The head of the World Anti-Doping Agency (WADA) said on Friday the agency had intervened to stop several Russians from competing based on evidence from a Moscow testing lab, which was shut down in 2015.

The lab was implicated in the Russian state-sponsored doping scandal that tainted the 2014 Sochi Winter Games and prevented many athletes from going to the 2016 Rio de Janeiro Olympics.

“It was not particularly complicated,” WADA director general Olivier Niggli said. “There was not many but there was a handful, I would say, of athletes who would still potentially be at the Games which we would qualify as strong (database) cases.

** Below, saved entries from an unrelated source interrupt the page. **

//! Notifications emitted by logs and registries.

use parlor_core::{EntryId, LogAddress, RegistryOp};

/// A change notification from a log.
#[derive(Debug, Clone, PartialEq)]
pub enum LogEvent<V> {
    /// A local append. Never emitted for merged entries.
    Write {
        address: LogAddress,
        id: EntryId,
        value: V,
    },
    /// A merge added `added` entries from another replica.
    Replicated { address: LogAddress, added: usize },
    /// The first successful load finished.
    Ready { address: LogAddress },
}

impl<V> LogEvent<V> {
    pub fn address(&self) -> &LogAddress {
        match self {
            LogEvent::Write { address, .. }
            | LogEvent::Replicated { address, .. }
            | LogEvent::Ready { address } => address,
        }
    }
}

/// Registries are logs of operations.
pub type RegistryEvent<V> = LogEvent<RegistryOp<V>>;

“And none of them are here,” Niggli said. “They will not be competing.”

The database and samples from the long-sealed lab were finally given in 2019 to WADA, which prepared and shared about 300 potential cases for governing bodies of Olympic sports.

WADA investigators found the database was manipulated while in the hands of Russian law enforcement. Information was altered and deleted, and false emails tried to incriminate lab officials who became whistleblowers.

Ban on Russia’s national identity

The database scandal led to a ban on Russia’s national identity at the Tokyo Olympics and the 2022 Beijing Winter Games.

The 335 athletes accredited for Tokyo are officially competing for ROC, the acronym for the Russian Olympic Committee. The word “Russia” is banned from their uniforms.

Gold medalists from Russia will not hear their national anthem on the podium but instead a familiar piece of piano music composed by Tchaikovsky.

A Russian Olympic flag will be raised, not the national flag of white, blue and red horizontal stripes.

A panel of three Court of Arbitration for Sport (CAS) judges imposed a two-year slate of punishments in December. WADA originally requested four years.

One concession from CAS is letting the Russian uniform be in white, red and blue, the colors of the country’s national flag.

Russians were not allowed to wear their colors at the past two track world championships, and WADA wanted neutral uniforms at the Olympics.

WADA expressed disappointment with a CAS verdict at a news conference on Friday in Tokyo.

“We have made our arguments, we got a decision, it is what it is,” Niggli later told the AP.

“CAS decided that this was going too far, this was unfair to a generation of athletes who had nothing to do with what happened in the past,” Niggli said. “The vast, vast majority of the delegation that is here from Russia is made up of athletes who were not competing back in 2012, 2013, 2014.”